Former Adviser to PM Kan Accuses Government Of Aggravating Radiation Exposure Of Local Residents, Expects Thyroid Cancer To Develop Among Children In Fukushima And Neighboring Prefectures

Former adviser says government worsened radiation exposure (Monsters And Critics/DPA, June 11, 2011):

Tokyo – A former adviser to Prime Minister Naoto Kan accused the government of aggravating the radiation exposure of local residents during the nuclear crisis, news reports said Saturday.

Toshiso Kosako, professor of radiation safety at the University of Tokyo’s graduate school, said the government had failed to make efficient use of forecasts on radioactivity from the Fukushima Daiichi Nuclear Power Station, the Kyodo News agency reported.

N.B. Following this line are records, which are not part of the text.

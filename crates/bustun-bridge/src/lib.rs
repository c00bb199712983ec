/*! The bridge between a half-duplex serial bus and a UDP tunnel.

Stations are bound together by identity: every bus station the bridge
answers for has a remote tunnel peer, and each logical transaction is
relayed from one side to the other while both handshakes are preserved.

Two unidirectional pipelines run as threads around the link layer from
`bustun-link`: [`bus_rx`] turns scout/data frame pairs into tunnel
datagrams and awaits the matching acknowledge; [`tunnel_rx`] waits on the
bus peers' sockets, answers reachability probes, and hands data datagrams
to the bus engine, suppressing duplicates the peer resent because an
acknowledge was lost.

Reconfiguration always quiesces both pipelines first: the bus pipeline is
woken with a sentinel in its packet queue, the tunnel pipeline with a byte
on its control pipe, and each is joined before peers are rebuilt.
*/

mod bus_rx;
pub mod peers;
pub mod stats;
mod tunnel_rx;
pub mod wire;

use std::io;
use std::os::fd::OwnedFd;
use std::sync::atomic::AtomicU32;
use std::sync::mpsc::{Receiver, SyncSender, sync_channel};
use std::sync::{Arc, Mutex};
use std::thread::{self, JoinHandle};

use bustun_common::dev_info;
use bustun_link::engine::{BusEngine, BusHandle, EngineCmd};
use bustun_link::filter::AddrFilter;
use bustun_link::rx::BitPump;
use bustun_link::stats::{LinkStats, LinkStatsSnapshot};
use bustun_link::tx::LineTx;
use bustun_link::{ChannelEvents, Link, RxItem};

use bus_rx::{BusRxTask, TunnelAck};
use peers::{PeerConfigError, PeerTable};
use stats::{BridgeStats, BridgeStatsSnapshot};
use tunnel_rx::TunnelRxTask;

/// Depth of the tunnel acknowledge queue.
pub const ACK_QUEUE_DEPTH: usize = 10;

pub struct Bridge<L: LineTx + 'static> {
    handle: BusHandle,
    engine: Option<BusEngine<L>>,
    engine_cmds: SyncSender<EngineCmd>,
    engine_thread: Option<JoinHandle<()>>,

    rx_sender: SyncSender<RxItem>,
    rx_queue: Arc<Mutex<Receiver<RxItem>>>,
    filter: Arc<AddrFilter>,
    link_stats: Arc<LinkStats>,

    stats: Arc<BridgeStats>,
    seq: Arc<AtomicU32>,
    acks_tx: SyncSender<TunnelAck>,
    acks_rx: Arc<Mutex<Receiver<TunnelAck>>>,
    pipe_r: Arc<OwnedFd>,
    pipe_w: OwnedFd,

    peers: Option<Arc<PeerTable>>,
    tasks: Vec<JoinHandle<()>>,
    running: bool,
}

impl<L: LineTx + 'static> Bridge<L> {
    /// Consumes a built link and returns the bridge plus the bit pump the
    /// line driver must clock.
    pub fn new(link: Link<L>) -> io::Result<(Self, BitPump<ChannelEvents<L>>)> {
        let (pipe_r, pipe_w) = nix::unistd::pipe().map_err(io::Error::from)?;
        let (acks_tx, acks_rx) = sync_channel(ACK_QUEUE_DEPTH);

        let bridge = Self {
            handle: link.handle,
            engine: Some(link.engine),
            engine_cmds: link.engine_cmds,
            engine_thread: None,
            rx_sender: link.rx_sender,
            rx_queue: link.rx_queue,
            filter: link.filter,
            link_stats: link.stats,
            stats: Arc::new(BridgeStats::default()),
            seq: Arc::new(AtomicU32::new(0)),
            acks_tx,
            acks_rx: Arc::new(Mutex::new(acks_rx)),
            pipe_r: Arc::new(pipe_r),
            pipe_w,
            peers: None,
            tasks: Vec::new(),
            running: false,
        };
        Ok((bridge, link.pump))
    }

    /// Starts the bus engine and applies the initial configuration.
    pub fn start<F>(&mut self, load: F) -> Result<(), PeerConfigError>
    where
        F: FnOnce(&mut PeerTable) -> Result<(), PeerConfigError>,
    {
        if let Some(engine) = self.engine.take() {
            let thread = thread::Builder::new()
                .name("bus-engine".into())
                .spawn(move || engine.run())
                .expect("spawn bus engine thread");
            self.engine_thread = Some(thread);
        }
        self.reconfigure(load)
    }

    /// Quiesces both pipelines, rebuilds the peer tables through `load`
    /// and restarts. A peer that failed to load is skipped: the bridge
    /// comes back up with the peers that did bind and the first error is
    /// returned.
    pub fn reconfigure<F>(&mut self, load: F) -> Result<(), PeerConfigError>
    where
        F: FnOnce(&mut PeerTable) -> Result<(), PeerConfigError>,
    {
        self.quiesce();

        let mut table = PeerTable::new();
        let result = load(&mut table);

        self.filter.clear();
        for peer in table.tunnel.iter().filter(|p| p.station_id != 0) {
            self.filter.enable_station(peer.station_id);
        }

        let table = Arc::new(table);
        self.peers = Some(Arc::clone(&table));
        self.spawn_tasks(table);
        self.running = true;
        result
    }

    /// Stops the pipelines and the bus engine.
    pub fn shutdown(&mut self) {
        self.quiesce();
        if let Some(thread) = self.engine_thread.take() {
            let _ = self.engine_cmds.send(EngineCmd::Shutdown);
            let _ = thread.join();
        }
    }

    /// The origination entry point, mostly useful to tests and tooling;
    /// the tunnel pipeline drives it in normal operation.
    pub fn bus_handle(&self) -> BusHandle {
        self.handle.clone()
    }

    pub fn peers(&self) -> Option<&Arc<PeerTable>> {
        self.peers.as_ref()
    }

    pub fn bridge_stats(&self) -> BridgeStatsSnapshot {
        self.stats.snapshot()
    }

    pub fn link_stats(&self) -> LinkStatsSnapshot {
        self.link_stats.snapshot()
    }

    fn quiesce(&mut self) {
        if !self.running {
            return;
        }
        dev_info!("Quiescing bridge pipelines");
        self.filter.clear();
        let _ = self.rx_sender.send(RxItem::Shutdown);
        let _ = nix::unistd::write(&self.pipe_w, &[0u8]);
        for task in self.tasks.drain(..) {
            let _ = task.join();
        }
        self.running = false;
    }

    fn spawn_tasks(&mut self, table: Arc<PeerTable>) {
        let bus_rx = BusRxTask {
            queue: Arc::clone(&self.rx_queue),
            acks: Arc::clone(&self.acks_rx),
            peers: Arc::clone(&table),
            stats: Arc::clone(&self.stats),
            seq: Arc::clone(&self.seq),
        };
        let tunnel_rx = TunnelRxTask {
            peers: table,
            pipe_r: Arc::clone(&self.pipe_r),
            acks: self.acks_tx.clone(),
            bus: self.handle.clone(),
            stats: Arc::clone(&self.stats),
        };

        self.tasks.push(
            thread::Builder::new()
                .name("bus-rx".into())
                .spawn(move || bus_rx.run())
                .expect("spawn bus rx thread"),
        );
        self.tasks.push(
            thread::Builder::new()
                .name("tunnel-rx".into())
                .spawn(move || tunnel_rx.run())
                .expect("spawn tunnel rx thread"),
        );
    }
}

impl<L: LineTx + 'static> Drop for Bridge<L> {
    fn drop(&mut self) {
        self.shutdown();
    }
}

The plant was hit by the March 11 earthquake and tsunami and has leaked radioactive substances ever since.

In a report submitted just before he abruptly resigned as an adviser in late April, Kosako highlighted the impromptu handling of the crisis in its early stages and criticized a lack of leadership at the premier’s office and uncooperative attitude of the Nuclear Safety Commission, Kyodo said.

Kosako said the government had delayed the release of forecasts on the spread of radiation compiled by the Nuclear Safety Technology Center’s computer system, Kyodo said, citing the April 27 report.

He urged the government to conduct an epidemiological study in Fukushima and neighboring prefectures as thyroid cancer was expected to develop among children.

Kyodo said Kosako’s team gave more than 60 pieces of technical advice but the government failed to make use of most of them promptly and effectively.

In a report submitted Tuesday to the International Atomic Energy Agency, the government said nearly 200,000 people in Fukushima prefecture had undergone tests and had not been diagnosed with any health problems related to the accident.

Only low-level radioactivity was found in thyroid examinations of around 1,000 local children, the government said.

Meanwhile, two workers of Tokyo Electric Power Co (TEPCO) were confirmed to have received radiation doses more than twice the limit and the government’s nuclear agency reproached the plant operator over the case.

The two workers did not remember whether they had worn masks soon after an explosion at reactor 3 on March 14, Junichi Matsumoto, a spokesman for TEPCO said.

Another male worker might have been exposed to radiation above the limit, the operator said.

The nuclear agency ordered TEPCO to find out how the two workers’ radiation exposure occurred and report preventive measures.